Tuesday, May 15, 2012

Amazon, Apple, and Margin of Safety

A follow up to this post on Amazon (AMZN).

Amazon 1st Quarter 2012 10-Q

The following Amazon numbers sure look kind of small (to say the least) next to the $ 11.6 billion that Apple (AAPL) earned in its latest quarter. Amazon's Q1 income after tax over the past three years was as follows:

Q1 2010: $ 301 million
Q1 2011: $ 218 million
Q1 2012:  $  41 million

Nice trend by the way. The $ 41 million Amazon earned represents roughly what Apple earned on average during every 8 hour period of last quarter yet Apple's enterprise value is only ~ 4.3x Amazon's.

Makes sense, right?

In addition to the $ 41 million, Amazon did make some money in the 1st quarter of 2012 on equity method investment activity. This resulted in a gain for Amazon of $89 million (making net income $ 130 million) and comes from companies in which Amazon has a minority equity stake.

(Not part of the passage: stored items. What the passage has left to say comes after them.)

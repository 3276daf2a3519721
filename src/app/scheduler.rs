use std::sync::mpsc::{self, Sender};
use std::sync::Mutex;
use std::thread::{self, JoinHandle};

use tracing::warn;

type Job = Box<dyn FnOnce() + Send + 'static>;

/// One background worker draining jobs in submission order. Two jobs on the
/// same queue never overlap.
pub struct SerialQueue {
    label: String,
    sender: Mutex<Option<Sender<Job>>>,
    worker: Mutex<Option<JoinHandle<()>>>,
}

impl SerialQueue {
    pub fn new(label: impl Into<String>) -> Self {
        let label = label.into();
        let (sender, receiver) = mpsc::channel::<Job>();
        let worker = thread::Builder::new()
            .name(label.clone())
            .spawn(move || {
                while let Ok(job) = receiver.recv() {
                    job();
                }
            })
            .map_err(|err| warn!(queue = %label, error = %err, "failed to spawn queue worker"))
            .ok();
        Self {
            label,
            sender: Mutex::new(Some(sender)),
            worker: Mutex::new(worker),
        }
    }

    /// Runs `job` after every previously submitted job has finished.
    /// Returns false if the queue has been shut down.
    pub fn dispatch<F>(&self, job: F) -> bool
    where
        F: FnOnce() + Send + 'static,
    {
        let guard = match self.sender.lock() {
            Ok(guard) => guard,
            Err(_) => return false,
        };
        let Some(sender) = guard.as_ref() else {
            return false;
        };
        if sender.send(Box::new(job)).is_err() {
            warn!(queue = %self.label, "queue worker is gone; job dropped");
            return false;
        }
        true
    }

    /// Stops accepting jobs and waits for queued ones to drain.
    pub fn shutdown(&self) {
        if let Ok(mut guard) = self.sender.lock() {
            guard.take();
        }
        let handle = self.worker.lock().ok().and_then(|mut guard| guard.take());
        if let Some(handle) = handle {
            if handle.thread().id() != thread::current().id() {
                let _ = handle.join();
            }
        }
    }
}

impl Drop for SerialQueue {
    fn drop(&mut self) {
        self.shutdown();
    }
}
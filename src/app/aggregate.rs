use std::sync::{Arc, Mutex};

use tracing::{error, info};

use crate::app::android::AndroidDiscovery;
use crate::app::context::ExecutionContext;
use crate::app::error::AppError;
use crate::app::ios::IosDiscovery;
use crate::app::logging::resolve_trace_id;
use crate::app::models::{Device, DeviceKind};
use crate::app::scheduler::SerialQueue;

pub type DevicesCallback = Box<dyn FnOnce(Result<Vec<Device>, AppError>) + Send + 'static>;

/// Which platforms and device kinds one aggregation pass covers.
#[derive(Debug, Clone, Copy, PartialEq, Eq)]
pub struct DeviceQuery {
    pub include_android: bool,
    pub include_ios: bool,
    pub kind: DeviceKind,
}

impl DeviceQuery {
    pub fn new(include_android: bool, include_ios: bool) -> Self {
        Self {
            include_android,
            include_ios,
            kind: DeviceKind::Both,
        }
    }

    pub fn with_kind(mut self, kind: DeviceKind) -> Self {
        self.kind = kind;
        self
    }
}

/// Sequential Android-then-iOS discovery on one background queue. A failure
/// on either side discards everything gathered so far.
pub struct DeviceCoordinator {
    android: Arc<AndroidDiscovery>,
    ios: Arc<IosDiscovery>,
    queue: SerialQueue,
}

impl DeviceCoordinator {
    pub fn new(android: Arc<AndroidDiscovery>, ios: Arc<IosDiscovery>) -> Self {
        Self {
            android,
            ios,
            queue: SerialQueue::new("devicebar-discovery"),
        }
    }

    /// Queues one aggregation pass; `callback` receives the merged list or
    /// the first error, on the coordinator's worker thread.
    pub fn get_all_devices(
        &self,
        query: DeviceQuery,
        trace_id: Option<String>,
        callback: DevicesCallback,
    ) -> String {
        let trace_id = resolve_trace_id(trace_id);
        let android = self.android.clone();
        let ios = self.ios.clone();
        let slot = Arc::new(Mutex::new(Some(callback)));
        let job_slot = slot.clone();
        let job_trace = trace_id.clone();

        let queued = self.queue.dispatch(move || {
            let result = collect(&android, &ios, ExecutionContext::Background, query, &job_trace);
            if let Some(callback) = take(&job_slot) {
                callback(result);
            }
        });

        if !queued {
            if let Some(callback) = take(&slot) {
                callback(Err(AppError::system("Discovery queue is shut down", &trace_id)));
            }
        }
        trace_id
    }

    /// Same unit of work, run on the caller's own background thread.
    pub fn get_all_devices_blocking(
        &self,
        ctx: ExecutionContext,
        query: DeviceQuery,
        trace_id: &str,
    ) -> Result<Vec<Device>, AppError> {
        ctx.ensure_background("Device aggregation", trace_id)?;
        collect(&self.android, &self.ios, ctx, query, trace_id)
    }

    pub fn shutdown(&self) {
        self.queue.shutdown();
    }
}

fn take(slot: &Mutex<Option<DevicesCallback>>) -> Option<DevicesCallback> {
    slot.lock().ok().and_then(|mut guard| guard.take())
}

fn collect(
    android: &AndroidDiscovery,
    ios: &IosDiscovery,
    ctx: ExecutionContext,
    query: DeviceQuery,
    trace_id: &str,
) -> Result<Vec<Device>, AppError> {
    let mut devices = Vec::new();
    if query.include_android {
        match android.get_devices(ctx, query.kind, trace_id) {
            Ok(found) => devices.extend(found),
            Err(err) => {
                error!(trace_id = %trace_id, error = %err, "android discovery failed");
                return Err(err);
            }
        }
    }
    if query.include_ios {
        match ios.get_devices(ctx, query.kind, trace_id) {
            Ok(found) => devices.extend(found),
            Err(err) => {
                error!(trace_id = %trace_id, error = %err, "ios discovery failed");
                return Err(err);
            }
        }
    }
    info!(trace_id = %trace_id, count = devices.len(), "devices aggregated");
    Ok(devices)
}

#[cfg(test)]
mod tests {
    use super::*;
    use crate::app::config::{ConfigStore, MemoryStore, KEY_ANDROID_HOME, KEY_XCRUN_PATH};
    use crate::app::exec::fake::FakeExecutor;
    use crate::app::models::Platform;
    use crate::app::toolchain::ToolchainLocator;
    use std::sync::mpsc;

    const ADB: &str = "/sdk/platform-tools/adb";
    const EMULATOR: &str = "/sdk/emulator/emulator";
    const SIMCTL_LIST: &str = "xcrun simctl list devices available";

    fn coordinator(executor: Arc<FakeExecutor>) -> DeviceCoordinator {
        let store = Arc::new(MemoryStore::new());
        store.set(KEY_ANDROID_HOME, Some("/sdk".to_string()));
        store.set(KEY_XCRUN_PATH, Some("xcrun".to_string()));
        let locator = Arc::new(ToolchainLocator::new(store, executor));
        DeviceCoordinator::new(
            Arc::new(AndroidDiscovery::new(locator.clone())),
            Arc::new(IosDiscovery::new(locator)),
        )
    }

    fn scripted() -> Arc<FakeExecutor> {
        let executor = Arc::new(FakeExecutor::new());
        executor.ok(&format!("{EMULATOR} -list-avds"), "Pixel_7\n");
        executor.ok(&format!("{ADB} devices"), "List of devices attached\n");
        executor.ok(
            SIMCTL_LIST,
            "== Devices ==\n-- iOS 17.2 --\n    iPhone 15 (5A1B2C3D-1111-2222-3333-444455556666) (Shutdown)\n",
        );
        executor
    }

    fn run(coordinator: &DeviceCoordinator, query: DeviceQuery) -> Result<Vec<Device>, AppError> {
        let (sender, receiver) = mpsc::channel();
        coordinator.get_all_devices(
            query,
            None,
            Box::new(move |result| {
                let _ = sender.send(result);
            }),
        );
        receiver.recv().expect("callback")
    }

    #[test]
    fn merges_android_then_ios() {
        let executor = scripted();
        let devices = run(
            &coordinator(executor.clone()),
            DeviceQuery::new(true, true).with_kind(DeviceKind::Virtual),
        )
        .expect("devices");
        let platforms: Vec<Platform> = devices.iter().map(|device| device.platform).collect();
        assert_eq!(platforms, vec![Platform::Android, Platform::Ios]);
        let calls = executor.calls();
        assert_eq!(calls.first().map(String::as_str), Some(format!("{EMULATOR} -list-avds").as_str()));
        assert_eq!(calls.last().map(String::as_str), Some(SIMCTL_LIST));
    }

    #[test]
    fn ios_failure_discards_android_results() {
        let executor = Arc::new(FakeExecutor::new());
        executor.ok(&format!("{EMULATOR} -list-avds"), "Pixel_7\n");
        executor.ok(&format!("{ADB} devices"), "List of devices attached\n");
        executor.fail(SIMCTL_LIST, "xcrun: error: unable to find utility \"simctl\"");
        let err = run(
            &coordinator(executor),
            DeviceQuery::new(true, true).with_kind(DeviceKind::Virtual),
        )
        .expect_err("expected failure");
        assert_eq!(err.code, "ERR_EXECUTION");
    }

    #[test]
    fn android_failure_skips_ios() {
        let executor = Arc::new(FakeExecutor::new());
        executor.fail(&format!("{EMULATOR} -list-avds"), "emulator: crashed");
        executor.ok(SIMCTL_LIST, "== Devices ==\n");
        let coordinator = coordinator(executor.clone());
        let err = coordinator
            .get_all_devices_blocking(
                ExecutionContext::Background,
                DeviceQuery::new(true, true).with_kind(DeviceKind::Virtual),
                "t",
            )
            .expect_err("expected failure");
        assert_eq!(err.code, "ERR_EXECUTION");
        assert_eq!(executor.call_count("xcrun"), 0);
    }

    #[test]
    fn excluded_platforms_are_not_queried() {
        let executor = scripted();
        let devices = coordinator(executor.clone())
            .get_all_devices_blocking(
                ExecutionContext::Background,
                DeviceQuery::new(false, true).with_kind(DeviceKind::Virtual),
                "t",
            )
            .expect("devices");
        assert_eq!(devices.len(), 1);
        assert_eq!(executor.call_count(EMULATOR), 0);
    }

    #[test]
    fn blocking_call_rejects_presentation_context() {
        let err = coordinator(scripted())
            .get_all_devices_blocking(ExecutionContext::Presentation, DeviceQuery::new(true, true), "t")
            .expect_err("expected rejection");
        assert_eq!(err.code, "ERR_VALIDATION");
    }

    #[test]
    fn shut_down_coordinator_reports_through_callback() {
        let coordinator = coordinator(scripted());
        coordinator.shutdown();
        let err = run(&coordinator, DeviceQuery::new(true, false)).expect_err("expected failure");
        assert_eq!(err.code, "ERR_SYSTEM");
    }
}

The quality and sustainability of those earnings seems not at all clear to me. Since, at least in most of the preceding quarters, equity method investment activity has generally generated small losses it would be nice to have some more clarity on this source of net income.

Is the $ 89 million a one time gain or does it represent something more sustainable?

The company bought back $ 960 million of stock in the 1st quarter of 2012 or many times what they earned. In fact, the company bought back a total of $ 1.24 billion of stock over the past 12 months. Remarkably, even with these actions, share count still rose a bit compared to where it was in the 1st quarter of 2011.*

At the current share count and using yesterday's closing price Amazon's market value is bit over $ 102 billion.

Amazing.

This may all work out very well in the long run but the margin of safety principle certainly isn't the first thing that comes to mind.

Adam

No position in AMZN; long position in AAPL

Related posts:
Amazing Amazon
Barron's on Bezos: Time to Reign in Amazon's CEO?
Amazon's Jeff Bezos On Inventing & Disrupting
Amazon Sells Kindle Fire Below Cost
Technology Stocks

* Shares outstanding can rise even when there's a share buyback due to stock option dilution. The share count of Amazon has grown more than 20% over the past decade.